Only one portion of the data is to be written out: from the line bearing "mod diagnostics;" through the line bearing "pub use pooled_mut::*;". Write it exactly as it appears.
--------------------------------------------------
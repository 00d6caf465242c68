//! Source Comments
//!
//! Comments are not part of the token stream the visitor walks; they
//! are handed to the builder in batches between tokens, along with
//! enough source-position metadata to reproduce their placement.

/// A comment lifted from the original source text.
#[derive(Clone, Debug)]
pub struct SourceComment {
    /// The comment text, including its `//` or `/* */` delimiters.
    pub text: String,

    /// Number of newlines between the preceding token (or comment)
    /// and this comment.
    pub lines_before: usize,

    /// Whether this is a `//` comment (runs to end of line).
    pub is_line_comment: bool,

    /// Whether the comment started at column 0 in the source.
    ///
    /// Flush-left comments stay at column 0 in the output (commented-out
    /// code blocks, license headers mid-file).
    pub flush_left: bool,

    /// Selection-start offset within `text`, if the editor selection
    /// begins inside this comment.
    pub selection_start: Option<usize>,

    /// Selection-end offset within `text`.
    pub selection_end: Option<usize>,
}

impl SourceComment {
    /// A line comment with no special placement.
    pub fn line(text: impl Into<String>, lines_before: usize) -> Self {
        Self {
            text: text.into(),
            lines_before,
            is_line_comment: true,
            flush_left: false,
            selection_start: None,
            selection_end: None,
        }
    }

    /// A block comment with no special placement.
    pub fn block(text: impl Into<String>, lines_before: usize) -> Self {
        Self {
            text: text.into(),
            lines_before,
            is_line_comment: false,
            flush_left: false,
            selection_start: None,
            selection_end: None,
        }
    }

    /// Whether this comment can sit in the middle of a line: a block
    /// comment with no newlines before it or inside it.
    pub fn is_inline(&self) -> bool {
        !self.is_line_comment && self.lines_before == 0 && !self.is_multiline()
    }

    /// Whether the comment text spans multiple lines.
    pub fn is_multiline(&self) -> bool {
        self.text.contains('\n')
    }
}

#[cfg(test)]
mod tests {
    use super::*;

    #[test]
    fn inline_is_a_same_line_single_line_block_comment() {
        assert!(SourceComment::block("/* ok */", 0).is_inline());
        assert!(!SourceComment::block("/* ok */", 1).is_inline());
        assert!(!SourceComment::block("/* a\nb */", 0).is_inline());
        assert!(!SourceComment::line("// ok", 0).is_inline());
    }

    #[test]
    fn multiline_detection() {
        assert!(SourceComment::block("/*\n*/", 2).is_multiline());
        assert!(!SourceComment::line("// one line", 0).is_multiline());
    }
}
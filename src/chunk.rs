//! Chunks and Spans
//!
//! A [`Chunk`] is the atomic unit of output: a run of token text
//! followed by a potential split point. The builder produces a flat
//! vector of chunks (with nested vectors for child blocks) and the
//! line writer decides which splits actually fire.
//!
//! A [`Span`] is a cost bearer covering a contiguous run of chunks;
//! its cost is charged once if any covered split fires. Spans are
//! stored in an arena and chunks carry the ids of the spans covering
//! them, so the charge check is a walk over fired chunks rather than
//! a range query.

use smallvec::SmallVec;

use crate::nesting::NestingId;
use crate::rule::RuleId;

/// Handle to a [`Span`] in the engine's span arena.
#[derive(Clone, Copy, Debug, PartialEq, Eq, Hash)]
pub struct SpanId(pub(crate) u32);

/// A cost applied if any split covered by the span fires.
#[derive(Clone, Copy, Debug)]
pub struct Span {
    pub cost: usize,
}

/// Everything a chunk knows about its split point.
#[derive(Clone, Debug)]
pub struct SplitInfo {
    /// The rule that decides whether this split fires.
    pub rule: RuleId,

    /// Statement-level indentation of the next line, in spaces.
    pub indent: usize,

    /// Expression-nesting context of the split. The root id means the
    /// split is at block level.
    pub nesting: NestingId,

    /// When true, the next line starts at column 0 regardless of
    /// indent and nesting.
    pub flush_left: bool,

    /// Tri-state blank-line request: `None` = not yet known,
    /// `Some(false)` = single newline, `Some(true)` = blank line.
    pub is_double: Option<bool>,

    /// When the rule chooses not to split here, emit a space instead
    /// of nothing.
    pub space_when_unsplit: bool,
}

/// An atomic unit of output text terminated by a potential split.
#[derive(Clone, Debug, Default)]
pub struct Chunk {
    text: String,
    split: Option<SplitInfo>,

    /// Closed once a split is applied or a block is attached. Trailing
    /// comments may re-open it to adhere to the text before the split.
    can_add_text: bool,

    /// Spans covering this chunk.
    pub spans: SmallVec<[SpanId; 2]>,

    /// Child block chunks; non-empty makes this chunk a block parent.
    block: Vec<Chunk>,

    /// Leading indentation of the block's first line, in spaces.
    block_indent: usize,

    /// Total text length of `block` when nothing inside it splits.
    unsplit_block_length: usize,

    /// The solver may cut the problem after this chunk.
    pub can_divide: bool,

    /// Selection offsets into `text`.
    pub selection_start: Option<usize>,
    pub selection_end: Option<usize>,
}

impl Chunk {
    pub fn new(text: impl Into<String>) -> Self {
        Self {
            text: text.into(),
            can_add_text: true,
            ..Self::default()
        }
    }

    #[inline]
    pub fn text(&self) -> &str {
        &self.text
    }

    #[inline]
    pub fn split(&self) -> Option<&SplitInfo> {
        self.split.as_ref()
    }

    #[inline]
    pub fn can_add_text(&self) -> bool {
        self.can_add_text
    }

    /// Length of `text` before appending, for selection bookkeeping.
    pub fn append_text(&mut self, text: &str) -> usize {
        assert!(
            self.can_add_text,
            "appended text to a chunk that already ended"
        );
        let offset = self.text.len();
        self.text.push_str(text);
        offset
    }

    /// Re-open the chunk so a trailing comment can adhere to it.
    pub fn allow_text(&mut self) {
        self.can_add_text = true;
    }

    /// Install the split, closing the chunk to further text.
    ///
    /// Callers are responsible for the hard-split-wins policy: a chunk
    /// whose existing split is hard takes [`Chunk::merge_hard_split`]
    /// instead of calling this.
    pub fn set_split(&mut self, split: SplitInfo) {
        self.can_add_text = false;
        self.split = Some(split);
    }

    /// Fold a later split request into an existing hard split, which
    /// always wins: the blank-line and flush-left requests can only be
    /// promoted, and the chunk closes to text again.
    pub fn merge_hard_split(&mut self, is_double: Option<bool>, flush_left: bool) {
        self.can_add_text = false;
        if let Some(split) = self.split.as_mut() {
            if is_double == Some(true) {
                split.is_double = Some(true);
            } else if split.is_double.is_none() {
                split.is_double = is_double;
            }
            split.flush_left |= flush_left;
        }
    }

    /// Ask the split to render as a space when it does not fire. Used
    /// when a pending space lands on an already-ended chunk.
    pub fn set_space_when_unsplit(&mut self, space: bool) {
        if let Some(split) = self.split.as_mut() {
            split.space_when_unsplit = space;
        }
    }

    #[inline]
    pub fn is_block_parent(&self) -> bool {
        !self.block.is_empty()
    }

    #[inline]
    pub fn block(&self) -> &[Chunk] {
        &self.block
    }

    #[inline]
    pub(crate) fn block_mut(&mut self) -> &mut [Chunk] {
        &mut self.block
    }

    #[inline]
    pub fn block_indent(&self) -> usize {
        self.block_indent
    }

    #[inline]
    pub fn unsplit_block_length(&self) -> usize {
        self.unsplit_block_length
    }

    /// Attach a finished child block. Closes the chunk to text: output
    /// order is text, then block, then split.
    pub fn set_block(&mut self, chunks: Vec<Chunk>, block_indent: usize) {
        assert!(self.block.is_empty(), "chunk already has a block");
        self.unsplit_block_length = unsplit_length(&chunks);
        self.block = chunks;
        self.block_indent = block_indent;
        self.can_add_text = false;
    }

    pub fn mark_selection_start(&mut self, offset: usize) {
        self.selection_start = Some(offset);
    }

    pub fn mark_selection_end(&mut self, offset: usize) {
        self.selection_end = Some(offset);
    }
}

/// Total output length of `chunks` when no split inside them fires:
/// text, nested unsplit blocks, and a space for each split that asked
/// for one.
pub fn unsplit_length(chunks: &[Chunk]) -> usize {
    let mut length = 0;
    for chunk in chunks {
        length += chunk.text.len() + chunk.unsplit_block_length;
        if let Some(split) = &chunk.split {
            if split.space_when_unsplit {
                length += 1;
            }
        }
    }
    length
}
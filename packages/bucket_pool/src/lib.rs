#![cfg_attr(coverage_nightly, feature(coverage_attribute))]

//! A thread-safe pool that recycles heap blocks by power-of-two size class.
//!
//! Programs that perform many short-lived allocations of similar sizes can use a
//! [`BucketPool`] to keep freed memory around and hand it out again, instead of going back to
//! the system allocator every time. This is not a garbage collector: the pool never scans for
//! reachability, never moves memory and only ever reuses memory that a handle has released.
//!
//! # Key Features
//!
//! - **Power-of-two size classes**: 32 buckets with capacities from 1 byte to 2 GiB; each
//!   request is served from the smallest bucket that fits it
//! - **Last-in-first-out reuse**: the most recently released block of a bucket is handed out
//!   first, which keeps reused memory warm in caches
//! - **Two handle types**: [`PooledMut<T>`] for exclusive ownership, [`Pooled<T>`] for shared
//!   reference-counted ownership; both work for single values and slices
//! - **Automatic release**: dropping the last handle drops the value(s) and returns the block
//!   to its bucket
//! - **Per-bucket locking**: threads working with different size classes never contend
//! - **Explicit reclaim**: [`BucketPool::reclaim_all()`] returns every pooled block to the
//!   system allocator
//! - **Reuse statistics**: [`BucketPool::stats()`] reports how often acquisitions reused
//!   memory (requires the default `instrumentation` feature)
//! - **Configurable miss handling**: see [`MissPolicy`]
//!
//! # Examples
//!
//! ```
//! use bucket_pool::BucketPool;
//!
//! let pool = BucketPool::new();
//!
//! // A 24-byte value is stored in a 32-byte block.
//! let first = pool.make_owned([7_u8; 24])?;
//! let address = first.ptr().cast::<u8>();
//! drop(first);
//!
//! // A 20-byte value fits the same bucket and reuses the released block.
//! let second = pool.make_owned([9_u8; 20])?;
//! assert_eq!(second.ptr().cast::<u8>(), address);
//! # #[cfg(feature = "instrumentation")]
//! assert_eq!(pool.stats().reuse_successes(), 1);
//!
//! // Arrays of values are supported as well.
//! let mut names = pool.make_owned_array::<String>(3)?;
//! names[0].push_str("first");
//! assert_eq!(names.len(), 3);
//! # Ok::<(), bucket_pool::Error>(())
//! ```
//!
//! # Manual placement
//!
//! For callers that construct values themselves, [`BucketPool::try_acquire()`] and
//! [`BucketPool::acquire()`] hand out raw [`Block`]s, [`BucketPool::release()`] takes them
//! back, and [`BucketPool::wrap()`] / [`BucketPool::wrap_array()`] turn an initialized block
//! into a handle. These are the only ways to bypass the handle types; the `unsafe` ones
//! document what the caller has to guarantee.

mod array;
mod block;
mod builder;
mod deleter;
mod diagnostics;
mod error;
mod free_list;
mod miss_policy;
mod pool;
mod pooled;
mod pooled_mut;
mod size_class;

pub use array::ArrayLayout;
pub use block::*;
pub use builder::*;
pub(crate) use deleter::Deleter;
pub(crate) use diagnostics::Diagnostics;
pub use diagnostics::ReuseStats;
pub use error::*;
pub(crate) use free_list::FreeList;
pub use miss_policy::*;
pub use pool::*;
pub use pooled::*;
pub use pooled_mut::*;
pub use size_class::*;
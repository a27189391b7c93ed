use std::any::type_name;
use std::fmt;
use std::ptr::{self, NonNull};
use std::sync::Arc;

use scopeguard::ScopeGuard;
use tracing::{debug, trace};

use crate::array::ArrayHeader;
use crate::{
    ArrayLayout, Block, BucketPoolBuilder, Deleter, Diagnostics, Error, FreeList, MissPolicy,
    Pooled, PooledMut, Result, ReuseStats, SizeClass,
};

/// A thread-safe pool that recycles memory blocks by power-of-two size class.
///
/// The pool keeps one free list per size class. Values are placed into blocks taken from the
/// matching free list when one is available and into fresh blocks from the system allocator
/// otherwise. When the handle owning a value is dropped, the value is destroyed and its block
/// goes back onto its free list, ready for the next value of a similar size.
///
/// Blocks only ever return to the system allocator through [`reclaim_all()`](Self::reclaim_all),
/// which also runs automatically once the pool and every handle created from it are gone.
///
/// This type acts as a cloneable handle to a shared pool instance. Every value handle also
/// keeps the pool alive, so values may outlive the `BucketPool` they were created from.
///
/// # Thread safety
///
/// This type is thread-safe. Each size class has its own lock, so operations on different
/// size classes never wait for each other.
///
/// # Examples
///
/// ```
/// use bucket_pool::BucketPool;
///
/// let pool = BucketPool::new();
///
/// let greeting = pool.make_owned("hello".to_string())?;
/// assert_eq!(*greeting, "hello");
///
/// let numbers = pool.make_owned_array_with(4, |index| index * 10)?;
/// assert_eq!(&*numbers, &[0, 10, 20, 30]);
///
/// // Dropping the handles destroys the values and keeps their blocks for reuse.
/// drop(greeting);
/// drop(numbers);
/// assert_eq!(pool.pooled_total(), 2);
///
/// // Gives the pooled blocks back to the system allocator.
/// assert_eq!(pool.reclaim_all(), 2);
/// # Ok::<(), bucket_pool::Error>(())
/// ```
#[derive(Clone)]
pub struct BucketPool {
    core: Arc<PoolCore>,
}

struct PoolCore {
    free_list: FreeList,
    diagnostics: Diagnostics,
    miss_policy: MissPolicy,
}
--------------------------------------------------
= ANSWER AREA =
mod diagnostics;
mod error;
mod free_list;
mod miss_policy;
mod pool;
mod pooled;
mod pooled_mut;
mod size_class;

pub use array::ArrayLayout;
pub use block::*;
pub use builder::*;
pub(crate) use deleter::Deleter;
pub(crate) use diagnostics::Diagnostics;
pub use diagnostics::ReuseStats;
pub use error::*;
pub(crate) use free_list::FreeList;
pub use miss_policy::*;
pub use pool::*;
pub use pooled::*;
pub use pooled_mut::*;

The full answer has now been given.